Add Coverage to the indexes line in the collect.cfg file and rebuild the collection. And it should all work.

sorry about that. hopefully it will be fine now.
regards,
Katherine Don

"Newman, Linda (newmanld)" wrote:

 Katherine -- I hope that we can wrap this up now!  But, I added Coverage metadata to my metadata.xml files, and the date range search still doesn't ever find any dates.I added the Coverage element to my format documentText statement so that I could confirm that Greenstone was picking up the Coverage data, and it is.  I also experimented with having one or both the options ' -extract_date' and '-extract_historical_years' with the HTMLPlug, again with no change in results.Below is an example of a metadata.xml file.  Any ideas?*********************************<?xml version="1.0" encoding="UTF-8" standalone="no"?>
<!DOCTYPE DirectoryMetadata SYSTEM "http://greenstone.org/dtd/DirectoryMetadata/1.0/DirectoryMetadata.dtd">
<DirectoryMetadata>
 <FileSet>
    <FileName>01000030.jpg</FileName>
    <Description>
      <Metadata name="Language" mode="accumulate">English</Metadata>
      <Metadata name="Title" mode="accumulate">Aanstoos, Theodore A.</Metadata>
      <Metadata name="Date" mode="accumulate">18850124</Metadata>
      <Metadata name="Format" mode="accumulate">image/jpeg</Metadata>
      <Metadata name="Type" mode="accumulate">birth</Metadata>
      <Metadata name="CardNum">632</Metadata>
      <Metadata name="Coverage" mode="accumulate">1885</Metadata>
    </Description>
  </FileSet>
  
  <FileSet>
    <FileName>01000040.jpg</FileName>
    <Description>
      <Metadata name="Language" mode="accumulate">English</Metadata>
      <Metadata name="Title" mode="accumulate">Aarns</Metadata>
      <Metadata name="Date" mode="accumulate">18850803</Metadata>
      <Metadata name="Format" mode="accumulate">image/jpeg</Metadata>
      <Metadata name="Type" mode="accumulate">birth</Metadata>
      <Metadata name="CardNum">4731</Metadata>
      <Metadata name="Coverage" mode="accumulate">1885</Metadata>
    </Description>
  </FileSet>  </DirectoryMetadata> *********************************
-----Original Message-----
From: Katherine Don [mailto:kjdon@cs.waikato.ac.nz]
Sent: Wednesday, December 17, 2003 1:09 PM
To: Newman, Linda (newmanld)
Cc: 'greenstone-users@list.scms.waikato.ac.nz'
Subject: Re: [greenstone-users] dates
 
Hi Linda

Yes, having no textual documents would be a problem. (I never thought to ask what kinds of documents you were working with :-)  ) The extract_historical_years stuff goes through the text and pulls out things that look like dates, eg 1999, 16th century etc.
However, the range searching works on Coverage metadata, so if you add that to your images then it should work. I think Coverage should contain just year info, like 1999, 2000 etc, one year per metadata item, and you can have many Coverage metadata elements per document/image.

regards,
Katherine Don

"Newman, Linda (newmanld)" wrote:

Katherine -- Thank you again for your response!

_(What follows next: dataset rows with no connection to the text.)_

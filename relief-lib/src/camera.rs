// This Source Code Form is subject to the terms of the Mozilla Public
// License, v. 2.0. If a copy of the MPL was not distributed with this
// file, You can obtain one at http://mozilla.org/MPL/2.0/.

//! Framing of the viewing camera around the loaded object.

use nalgebra::{Point3, Vector3};

use crate::geometry::BoundingBox;

/// Default ratio between camera distance and box diagonal.
pub const DEFAULT_PADDING: f64 = 1.6;

const NEAR_FLOOR: f64 = 0.001;
const FAR_FLOOR: f64 = 100.0;
const MIN_DISTANCE_RATIO: f64 = 0.35;
const MAX_DISTANCE_RATIO: f64 = 6.0;

/// Camera placement and orbit control limits.
#[derive(Debug, Clone, Copy, PartialEq)]
pub struct CameraFrame {
    pub position: Point3<f64>,
    pub target: Point3<f64>,
    /// Near clip plane.
    pub near: f64,
    /// Far clip plane.
    pub far: f64,
    /// Closest orbit distance allowed to the user.
    pub min_distance: f64,
    /// Farthest orbit distance allowed to the user.
    pub max_distance: f64,
}

impl Default for CameraFrame {
    fn default() -> Self {
        Self {
            position: Point3::new(0.0, 0.0, 3.0),
            target: Point3::origin(),
            near: 0.01,
            far: FAR_FLOOR,
            min_distance: 0.1,
            max_distance: FAR_FLOOR,
        }
    }
}

impl CameraFrame {
    /// Camera framed on the box.
    pub fn framing(bbox: &BoundingBox, padding: f64) -> Self {
        let mut frame = Self::default();
        fit_camera(&mut frame, bbox, padding);
        frame
    }

    /// Distance between the camera and its target.
    pub fn distance(&self) -> f64 {
        (self.position - self.target).norm()
    }
}

/// Oblique viewing direction, slightly above the diagonal.
fn view_direction() -> Vector3<f64> {
    Vector3::new(1.0, 1.05, 1.0).normalize()
}

/// Place the camera so the whole box is comfortably in view.
///
/// Clip planes and orbit limits scale with the box diagonal.
/// Only depends on the box and the padding, so refitting is idempotent.
pub fn fit_camera(frame: &mut CameraFrame, bbox: &BoundingBox, padding: f64) {
    let center = bbox.center();
    let diagonal = bbox.diagonal();
    frame.target = center;
    frame.position = center + view_direction() * (diagonal * padding);
    frame.near = (diagonal / 500.0).max(NEAR_FLOOR);
    frame.far = (diagonal * 50.0).max(FAR_FLOOR);
    frame.min_distance = MIN_DISTANCE_RATIO * diagonal;
    frame.max_distance = MAX_DISTANCE_RATIO * diagonal;
    log::debug!(
        "Camera at distance {:.4} (near {:.5}, far {:.1})",
        diagonal * padding,
        frame.near,
        frame.far
    );
}
// This Source Code Form is subject to the terms of the Mozilla Public
// License, v. 2.0. If a copy of the MPL was not distributed with this
// file, You can obtain one at http://mozilla.org/MPL/2.0/.

//! Fit a physical design onto the available area of a face.

#[cfg(feature = "serde")]
use serde::Deserialize;

use crate::face::{face_size, FaceCode};
use crate::geometry::BoundingBox;

/// Default margin kept free around the design, in box units.
pub const DEFAULT_MARGIN: f64 = 0.002;

/// Box units per millimeter. Meshes are in meters after auto scaling.
pub const MM_TO_UNITS: f64 = 0.001;

/// Physical description of the relief design to produce.
#[derive(Debug, Clone, Copy, PartialEq)]
#[cfg_attr(feature = "serde", derive(Deserialize))]
#[cfg_attr(feature = "serde", serde(default))]
pub struct DesignTarget {
    pub width_mm: f64,
    pub height_mm: f64,
    pub default_face: FaceCode,
    pub depth_min_mm: f64,
    pub depth_max_mm: f64,
}

impl Default for DesignTarget {
    fn default() -> Self {
        Self {
            width_mm: 100.0,
            height_mm: 120.0,
            default_face: FaceCode::PosZ,
            depth_min_mm: 0.5,
            depth_max_mm: 5.0,
        }
    }
}

impl DesignTarget {
    /// Design (width, height) in box units.
    pub fn size_units(&self) -> (f64, f64) {
        (self.width_mm * MM_TO_UNITS, self.height_mm * MM_TO_UNITS)
    }

    pub fn clamp_depth_mm(&self, depth_mm: f64) -> f64 {
        let (lo, hi) = if self.depth_min_mm <= self.depth_max_mm {
            (self.depth_min_mm, self.depth_max_mm)
        } else {
            (self.depth_max_mm, self.depth_min_mm)
        };
        depth_mm.max(lo).min(hi)
    }

    /// Plan the fit of this design on a face of the box.
    pub fn plan_on(&self, bbox: &BoundingBox, face: FaceCode, margin: f64) -> FitResult {
        let (face_width, face_height) = face_size(bbox, face);
        let (design_width, design_height) = self.size_units();
        plan_fit(face_width, face_height, design_width, design_height, margin)
    }
}

/// Outcome of the fit planning.
#[derive(Debug, Clone, Copy, PartialEq)]
pub struct FitResult {
    /// Design turned by 90° on the face.
    pub rotate_by_90: bool,
    /// Uniform scale in [0,1] applied to the design.
    pub scale: f64,
    /// Footprint of the scaled design along the face width.
    pub plane_width: f64,
    /// Footprint of the scaled design along the face height.
    pub plane_height: f64,
}

impl FitResult {
    /// No room at all on the face.
    pub fn is_empty(&self) -> bool {
        self.scale <= 0.0
    }

    pub fn rotation_deg(&self) -> f64 {
        if self.rotate_by_90 {
            90.0
        } else {
            0.0
        }
    }
}

/// Largest scale keeping a `design` rectangle inside an `avail` one, 0 if none.
fn fit_ratio(avail: (f64, f64), design: (f64, f64)) -> f64 {
    if design.0 <= 0.0 || design.1 <= 0.0 {
        return 0.0;
    }
    (avail.0 / design.0).min(avail.1 / design.1)
}

/// Decide the design orientation and scale on a face.
///
/// The margin is subtracted from both face dimensions.
/// Rotation is chosen only when strictly better, and the design is never enlarged.
pub fn plan_fit(
    face_width: f64,
    face_height: f64,
    design_width: f64,
    design_height: f64,
    margin: f64,
) -> FitResult {
    let avail = (
        (face_width - margin).max(0.0),
        (face_height - margin).max(0.0),
    );
    let fit_0 = fit_ratio(avail, (design_width, design_height));
    let fit_90 = fit_ratio(avail, (design_height, design_width));
    let rotate_by_90 = fit_90 > fit_0;
    let scale = fit_0.max(fit_90).min(1.0).max(0.0);
    if scale == 0.0 {
        log::warn!(
            "No room for a {:.4}x{:.4} design on a {:.4}x{:.4} face",
            design_width,
            design_height,
            face_width,
            face_height
        );
    }

    let (footprint_width, footprint_height) = if rotate_by_90 {
        (design_height, design_width)
    } else {
        (design_width, design_height)
    };
    FitResult {
        rotate_by_90,
        scale,
        plane_width: footprint_width * scale,
        plane_height: footprint_height * scale,
    }
}

#[cfg(test)]
mod tests {
    use super::*;
    use approx::assert_relative_eq;
    use nalgebra::Vector3;

    #[test]
    fn rotation_chosen_when_better() {
        let fit = plan_fit(0.12, 0.10, 0.05, 0.15, 0.0);
        assert!(fit.rotate_by_90);
        assert_relative_eq!(fit.scale, 0.8, epsilon = 1e-12);
        assert!(fit.plane_width <= 0.12 + 1e-12);
        assert!(fit.plane_height <= 0.10 + 1e-12);
    }

    #[test]
    fn no_rotation_when_worse() {
        // 0° ratio is min(2, 0.8) = 0.8, 90° ratio is min(0.667, 2.4).
        let fit = plan_fit(0.10, 0.12, 0.05, 0.15, 0.0);
        assert!(!fit.rotate_by_90);
        assert_relative_eq!(fit.scale, 0.8, epsilon = 1e-12);
        assert_relative_eq!(fit.plane_width, 0.04, epsilon = 1e-12);
        assert_relative_eq!(fit.plane_height, 0.12, epsilon = 1e-12);
    }

    #[test]
    fn ties_favor_no_rotation() {
        let fit = plan_fit(0.2, 0.2, 0.1, 0.1, 0.0);
        assert!(!fit.rotate_by_90);
        assert_eq!(fit.scale, 1.0);
    }

    #[test]
    fn never_upscales() {
        let fit = plan_fit(1.0, 1.0, 0.1, 0.2, DEFAULT_MARGIN);
        assert_eq!(fit.scale, 1.0);
        assert_relative_eq!(fit.plane_width, 0.1);
        assert_relative_eq!(fit.plane_height, 0.2);
    }

    #[test]
    fn face_smaller_than_margin_has_no_room() {
        let fit = plan_fit(0.001, 0.5, 0.1, 0.1, DEFAULT_MARGIN);
        assert!(fit.is_empty());
        assert_eq!(fit.plane_width, 0.0);
        assert_eq!(fit.plane_height, 0.0);
        let fit = plan_fit(0.5, 0.5, 0.0, 0.1, DEFAULT_MARGIN);
        assert!(fit.is_empty());
    }

    #[test]
    fn urn_top_face_scenario() {
        let bbox = BoundingBox::centered(Vector3::new(0.2, 0.3, 0.15));
        let (w, h) = face_size(&bbox, FaceCode::PosY);
        assert_relative_eq!(w, 0.2, epsilon = 1e-12);
        assert_relative_eq!(h, 0.15, epsilon = 1e-12);

        let target = DesignTarget {
            width_mm: 100.0,
            height_mm: 120.0,
            ..DesignTarget::default()
        };
        let fit = target.plan_on(&bbox, FaceCode::PosY, DEFAULT_MARGIN);
        // fit 0° = min(1.98, 1.233), fit 90° = min(1.65, 1.48): rotation wins.
        assert!(fit.rotate_by_90);
        assert_eq!(fit.scale, 1.0);
        assert_relative_eq!(fit.plane_width, 0.12, epsilon = 1e-12);
        assert_relative_eq!(fit.plane_height, 0.1, epsilon = 1e-12);
        assert!(fit.plane_width <= 0.198 && fit.plane_height <= 0.148);
    }

    #[test]
    fn depth_is_clamped_to_target_range() {
        let target = DesignTarget::default();
        assert_eq!(target.clamp_depth_mm(10.0), 5.0);
        assert_eq!(target.clamp_depth_mm(0.0), 0.5);
        assert_eq!(target.clamp_depth_mm(2.0), 2.0);
    }
}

I had already tried a variation with "-extract_historical_years" as an
option with the HTMLPlug, with no change in results.  However, maybe the
crux of the problem here is that I am not working with documents, but with
images.  For each image (jpgs) I have metadata information that includes a
date field, but there are no documents per se.  The date index and the
datelist classifier are both working from the date field in the metadata
files.  Is it possible to get the date range search to work from the date
field in the metadata files, rather than a date field coming from documents?
Or, can I generate documents from the metadata?